WORK REQUEST: What follows are records. Restate all of them word for word.

SUPPLIED MATERIAL:
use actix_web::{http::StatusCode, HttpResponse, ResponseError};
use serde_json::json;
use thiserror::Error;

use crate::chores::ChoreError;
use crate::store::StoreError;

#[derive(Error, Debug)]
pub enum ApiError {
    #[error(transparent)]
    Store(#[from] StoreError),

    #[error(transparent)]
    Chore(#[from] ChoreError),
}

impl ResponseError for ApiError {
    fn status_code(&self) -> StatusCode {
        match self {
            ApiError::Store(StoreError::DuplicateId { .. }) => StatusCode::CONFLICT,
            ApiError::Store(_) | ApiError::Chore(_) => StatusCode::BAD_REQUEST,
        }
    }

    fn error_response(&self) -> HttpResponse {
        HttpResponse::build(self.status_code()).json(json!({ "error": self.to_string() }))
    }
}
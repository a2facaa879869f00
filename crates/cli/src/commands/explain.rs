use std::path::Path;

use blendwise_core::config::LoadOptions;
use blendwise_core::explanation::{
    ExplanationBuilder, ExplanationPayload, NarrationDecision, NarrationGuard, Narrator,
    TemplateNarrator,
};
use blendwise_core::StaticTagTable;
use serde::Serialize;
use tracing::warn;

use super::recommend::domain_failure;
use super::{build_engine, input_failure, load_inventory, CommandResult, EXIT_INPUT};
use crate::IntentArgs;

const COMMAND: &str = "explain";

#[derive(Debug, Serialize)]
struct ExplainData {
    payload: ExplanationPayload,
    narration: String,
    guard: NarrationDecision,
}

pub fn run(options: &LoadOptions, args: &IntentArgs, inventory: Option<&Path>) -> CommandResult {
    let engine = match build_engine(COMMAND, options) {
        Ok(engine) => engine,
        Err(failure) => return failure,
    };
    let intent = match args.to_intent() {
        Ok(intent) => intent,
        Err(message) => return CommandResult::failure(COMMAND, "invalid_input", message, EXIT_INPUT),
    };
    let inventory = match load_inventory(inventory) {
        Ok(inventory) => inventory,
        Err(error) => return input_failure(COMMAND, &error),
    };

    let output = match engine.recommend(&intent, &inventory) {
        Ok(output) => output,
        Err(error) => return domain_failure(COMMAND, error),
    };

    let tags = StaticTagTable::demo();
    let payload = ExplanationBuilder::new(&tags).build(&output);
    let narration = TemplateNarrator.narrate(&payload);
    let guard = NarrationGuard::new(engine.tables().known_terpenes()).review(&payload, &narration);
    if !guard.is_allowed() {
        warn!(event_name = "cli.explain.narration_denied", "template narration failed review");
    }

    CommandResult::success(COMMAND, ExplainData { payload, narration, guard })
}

TASK ANSWER:
use actix_web::{http::StatusCode, HttpResponse, ResponseError};
use serde_json::json;
use thiserror::Error;

use crate::chores::ChoreError;
use crate::store::StoreError;

#[derive(Error, Debug)]
pub enum ApiError {
    #[error(transparent)]
    Store(#[from] StoreError),

    #[error(transparent)]
    Chore(#[from] ChoreError),
}

impl ResponseError for ApiError {
    fn status_code(&self) -> StatusCode {
        match self {
            ApiError::Store(StoreError::DuplicateId { .. }) => StatusCode::CONFLICT,
            ApiError::Store(_) | ApiError::Chore(_) => StatusCode::BAD_REQUEST,
        }
    }

    fn error_response(&self) -> HttpResponse {
        HttpResponse::build(self.status_code()).json(json!({ "error": self.to_string() }))
    }
}
repository a2facaa879869f00
filename crates/cli/src/commands/explain.rs
use std::path::Path;

use blendwise_core::config::LoadOptions;
use blendwise_core::explanation::{
    ExplanationBuilder, ExplanationPayload, NarrationDecision, NarrationGuard, Narrator,
    TemplateNarrator,
};
use blendwise_core::StaticTagTable;
use serde::Serialize;
use tracing::warn;

use super::recommend::domain_failure;
use super::{build_engine, input_failure, load_inventory, CommandResult, EXIT_INPUT};
use crate::IntentArgs;

const COMMAND: &str = "explain";

#[derive(Debug, Serialize)]
struct ExplainData {
    payload: ExplanationPayload,
    narration: String,
    guard: NarrationDecision,
}

pub fn run(options: &LoadOptions, args: &IntentArgs, inventory: Option<&Path>) -> CommandResult {
    let engine = match build_engine(COMMAND, options) {
        Ok(engine) => engine,
        Err(failure) => return failure,
    };
    let intent = match args.to_intent() {
        Ok(intent) => intent,
        Err(message) => return CommandResult::failure(COMMAND, "invalid_input", message, EXIT_INPUT),
    };
    let inventory = match load_inventory(inventory) {
        Ok(inventory) => inventory,
        Err(error) => return input_failure(COMMAND, &error),
    };

    let output = match engine.recommend(&intent, &inventory) {
        Ok(output) => output,
        Err(error) => return domain_failure(COMMAND, error),
    };

    let tags = StaticTagTable::demo();
    let payload = ExplanationBuilder::new(&tags).build(&output);
    let narration = TemplateNarrator.narrate(&payload);
    let guard = NarrationGuard::new(engine.tables().known_terpenes()).review(&payload, &narration);
    if !guard.is_allowed() {
        warn!(event_name = "cli.explain.narration_denied", "template narration failed review");
    }

    CommandResult::success(COMMAND, ExplainData { payload, narration, guard })
}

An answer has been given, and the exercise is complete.